Folha de São Paulo já definiu como deve ser o governo Lula

(Sérgio Domingues)

28 de outubro. Lula já eleito, a Folha de São Paulo traz na manchete da capa “Lula Presidente”. Logo abaixo e ao lado da foto do presidente eleito, uma especialidade da casa. Um editorial de capa. Nele, outra especialidade da casa: a linguagem do editorial louva com palavras e ameaça com subentendidos.

Vejamos: a peça jornalística começa dizendo que “o resultado de ontem é demonstração eloqüente de que nossa democracia comporta real alternância no poder dentro das regras do jogo.”

Olha quem vem falar em regras do jogo

Isso soa mais como se fosse uma condescendência. Depois de 8 anos de pensamento único, com FHC eleito e reeleito à base da unanimidade burra alimentada pela grande mídia, temos “real alternância no poder”. Eles deixaram. Permitiram que Lula fosse eleito. Obrigado. Estamos todos agradecidos por finalmente vocês, senhores da Folha, Globo, da Veja etc, terem permanecido “dentro das regras do jogo.” Afinal, desde que a figura política de Lula surgiu ameaçando interesses poderosos, quem desobedece as regras do jogo não temos sido nós, do PT, da CUT, do PcdoB, PSTU etc etc. Esta é a especialidade deles. Da grande mídia, dos banqueiros, empresários, latifundiários. Inclusive, nestas últimas eleições, em que o TSE mudou as regras com o jogo em andamento.

A Folha diz a quem devemos frustrar

Mas vamos em frente. Depois de nos premiar com sua condescendência, a Folha agora quer ensinar a governar: o governo de Lula, diz o editorial, “terá que fazer frente a uma situação dramaticamente adversa, em que a preservação do equilíbrio econômico, hoje ameaçado, demandará alta competência e responsabilidade. Parte das expectativas despertadas pela eleição será frustrada, outra parte será eventualmente atendida após um período duro e impopular. Ceder à tentação demagógica será converter a vitória em mais uma aventura populista, fadada ao fracasso.”

Em primeiro lugar, o equilíbrio econômico não está ameaçado “hoje”, mas desde que a economia do país perdeu a pouca autonomia que tinha através da dolarização disfarçada pelo Plano Real e da entrega de nossas principais empresas e setores estatais ao capital internacional. Desde então, não temos qualquer meio de equilibrar coisa alguma, porque os centros do poder econômico do País estão cada vez mais fora de nossas fronteiras.

Em segundo lugar, a Folha não só prevê que parte das expectativas serão frustradas, como já escolheu qual parte deve sê-lo.

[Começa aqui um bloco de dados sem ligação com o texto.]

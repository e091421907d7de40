mod config;
mod engine;
mod error;
mod games;
mod scores;
mod words;

use clap::{Args, Parser, Subcommand};
use config::Settings;
use error::{Error, Result};
use games::minesweeper::Difficulty;
use games::typing::{MAX_WPM, MIN_WPM};
use games::PlayOptions;
use scores::{leaderboard, render_leaderboard, Profile, ScoreStore};
use std::fs::OpenOptions;
use std::io::Write;
use std::path::{Path, PathBuf};
use std::sync::Mutex;
use tracing_subscriber::layer::SubscriberExt;
use tracing_subscriber::util::SubscriberInitExt;
use tracing_subscriber::EnvFilter;

#[derive(Parser)]
#[command(name = "kb-arcade", version, about = "Casual keyboard games for the terminal")]
struct Cli
{
    /// Settings file, defaults to the user config directory
    #[arg(long, global = true, env = "KB_ARCADE_CONFIG")]
    config: Option<PathBuf>,

    /// Name recorded with your scores
    #[arg(long, global = true)]
    player: Option<String>,

    /// Append logs to this file
    #[arg(long, global = true)]
    log_file: Option<PathBuf>,

    #[command(subcommand)]
    command: Option<Command>,
}

#[derive(Subcommand)]
enum Command
{
    /// List the available games
    List,
    /// Play a game
    Play(PlayArgs),
    /// Show the best scores
    Scores
    {
        /// Only this game
        #[arg(long)]
        game: Option<String>,
        /// Number of entries
        #[arg(long)]
        limit: Option<usize>,
    },
    /// Show a player's history
    Profile
    {
        /// Player name, defaults to the current player
        #[arg(long)]
        user: Option<String>,
    },
}

#[derive(Args)]
struct PlayArgs
{
    game: String,

    /// Seed for a repeatable game
    #[arg(long)]
    seed: Option<u64>,

    /// Starting speed of the typing trainer (5-120)
    #[arg(long, value_parser = parse_wpm)]
    wpm: Option<f32>,

    /// Minesweeper board: beginner, intermediate or expert
    #[arg(long)]
    difficulty: Option<Difficulty>,

    /// Snake passes through the walls
    #[arg(long)]
    wrap: bool,
}

impl PlayArgs
{
    fn options(&self) -> PlayOptions
    {
        PlayOptions {
            seed: self.seed,
            wpm: self.wpm,
            difficulty: self.difficulty,
            wrap: self.wrap,
        }
    }
}

fn main()
{
    if let Err(err) = run() {
        eprintln!("Error: {err}");
        std::process::exit(1);
    }
}

fn run() -> Result<()>
{
    let cli = Cli::parse();
    let mut settings = Settings::load(cli.config.as_deref())?;
    if let Some(player) = cli.player {
        settings.player = Some(player);
    }
    if let Some(path) = cli.log_file {
        settings.log_file = Some(path);
    }
    init_logging(settings.log_file.as_deref())?;

    match cli.command {
        None => interactive_menu(&settings),
        Some(Command::List) => {
            list_games();
            Ok(())
        }
        Some(Command::Play(args)) => {
            games::launch(&args.game, &args.options(), &settings)?;
            Ok(())
        }
        Some(Command::Scores { game, limit }) => show_scores(&settings, game.as_deref(), limit),
        Some(Command::Profile { user }) => show_profile(&settings, user),
    }
}

/// Logs go to a file because the games own the terminal while they run.
fn init_logging(log_file: Option<&Path>) -> Result<()>
{
    let filter = EnvFilter::try_from_default_env().unwrap_or_else(|_| "kb_arcade=info".into());
    let file_layer = match log_file {
        Some(path) => {
            let file = OpenOptions::new()
                .create(true)
                .append(true)
                .open(path)
                .map_err(|err| Error::io(path, err))?;
            Some(
                tracing_subscriber::fmt::layer()
                    .with_ansi(false)
                    .with_writer(Mutex::new(file)),
            )
        }
        None => None,
    };
    tracing_subscriber::registry()
        .with(filter)
        .with(file_layer)
        .init();
    Ok(())
}

fn parse_wpm(value: &str) -> std::result::Result<f32, String>
{
    let parsed = value
        .parse::<f32>()
        .map_err(|_| "WPM must be a number".to_string())?;
    if !(MIN_WPM..=MAX_WPM).contains(&parsed) {
        return Err(format!("WPM must be between {MIN_WPM} and {MAX_WPM}"));
    }
    Ok(parsed)
}

fn interactive_menu(settings: &Settings) -> Result<()>
{
    let registry = games::registry();
    loop {
        println!("KB Arcade");
        println!();
        println!("Select a game:");
        for (idx, game) in registry.iter().enumerate() {
            println!("  {:>2}. {} - {}", idx + 1, game.name, game.description);
        }
        println!();
        print!("Enter number or name (default 1, q to quit): ");
        std::io::stdout().flush().map_err(Error::Terminal)?;

        let mut input = String::new();
        let read = std::io::stdin().read_line(&mut input).map_err(Error::Terminal)?;
        let choice = input.trim();
        if read == 0 || choice.eq_ignore_ascii_case("q") {
            return Ok(());
        }

        let selected = if choice.is_empty() {
            Some(registry[0])
        } else if let Ok(index) = choice.parse::<usize>() {
            (1..=registry.len()).contains(&index).then(|| registry[index - 1])
        } else {
            games::find(choice)
        };
        let Some(game) = selected else {
            return Err(Error::InvalidOption(format!("Invalid selection '{choice}'.")));
        };
        games::launch(game.name, &PlayOptions::default(), settings)?;
        println!();
    }
}

fn list_games()
{
    println!("Available games:");
    for game in games::registry() {
        println!("  {:<14} - {}", game.name, game.description);
    }
}

fn show_scores(settings: &Settings, game: Option<&str>, limit: Option<usize>) -> Result<()>
{
    let game = match game {
        Some(name) => Some(
            games::find(name)
                .ok_or_else(|| Error::UnknownGame(name.to_string()))?
                .name,
        ),
        None => None,
    };
    let records = ScoreStore::open(settings.scores_path()?).load()?;
    let limit = limit.unwrap_or_else(|| settings.leaderboard_size());
    let ranked = leaderboard(&records, game, limit);
    for line in render_leaderboard(&ranked, game) {
        println!("{line}");
    }
    Ok(())
}

fn show_profile(settings: &Settings, user: Option<String>) -> Result<()>
{
    let username = user.unwrap_or_else(|| settings.player());
    let records = ScoreStore::open(settings.scores_path()?).load()?;
    for line in Profile::build(&records, &username).render() {
        println!("{line}");
    }
    Ok(())
}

O editorial diz que “ceder à tentação demagógica será converter a vitória em mais uma aventura populista, fadada ao fracasso”. Ora, a Folha não chamaria de demagógicas medidas que atendessem as expectativas dos grandes empresários e do capital internacional. Tais medidas seriam consideradas medidas duras, difíceis, mas "responsáveis e necessárias". Portanto, apenas medidas que diminuam a pobreza e a desigualdade serão tratadas como demagógicas e populistas. E ai do governo Lula se ceder às tentações do populismo. A Folha do alto de sua sabedoria chamá-lo-á à razão. Ficamos todos tranqüilos com tamanha vigilância.

Folha: imparcial desde que se concorde com ela

Por fim, a Folha encerra o editorial em grande estilo: “Ao saudar a legitimidade do presidente Lula, a Folha se compromete a manter sua linha editorial de independência e crítica, na convicção de que o melhor serviço que um jornal presta ao país é iluminar, questionar e discutir a atuação de seus governantes.”

A Folha é realmente maravilhosa. Depois de nos ensinar o que considera ser a linha justa do governo. Depois de receitar que o novo governo não deve “ceder à tentação demagógica”, melhorando os índices sociais, por exemplo. Depois de determinar quais expectativas não devem ser frustradas. Depois de tudo isso, o jornalão se compromete a “manter sua linha editorial de independência e crítica”. Claro que desde que essa “linha editorial de independência e crítica” não seja desafiada com medidas demagógicas e as expectativas dos poderosos não sejam frustradas.

Se é assim age que o jornal que se considera o mais moderno, imparcial e crítico da grande imprensa brasileira logo após uma vitória histórica dos trabalhadores, imagine o que vem por aí. Imagine o que vem de publicações como Veja, Época, Jornal da Tarde, o Globo, Jornal do Brasil. Claro que não vão mostrar suas garras logo de cara. Não vão desafiar um governo eleito com 52 milhões e a primeira bancada do Congresso, desde já. Mas, o editorial da Folha já sinaliza que não vacilarão em defender a atual política econômica com unhas e dentes.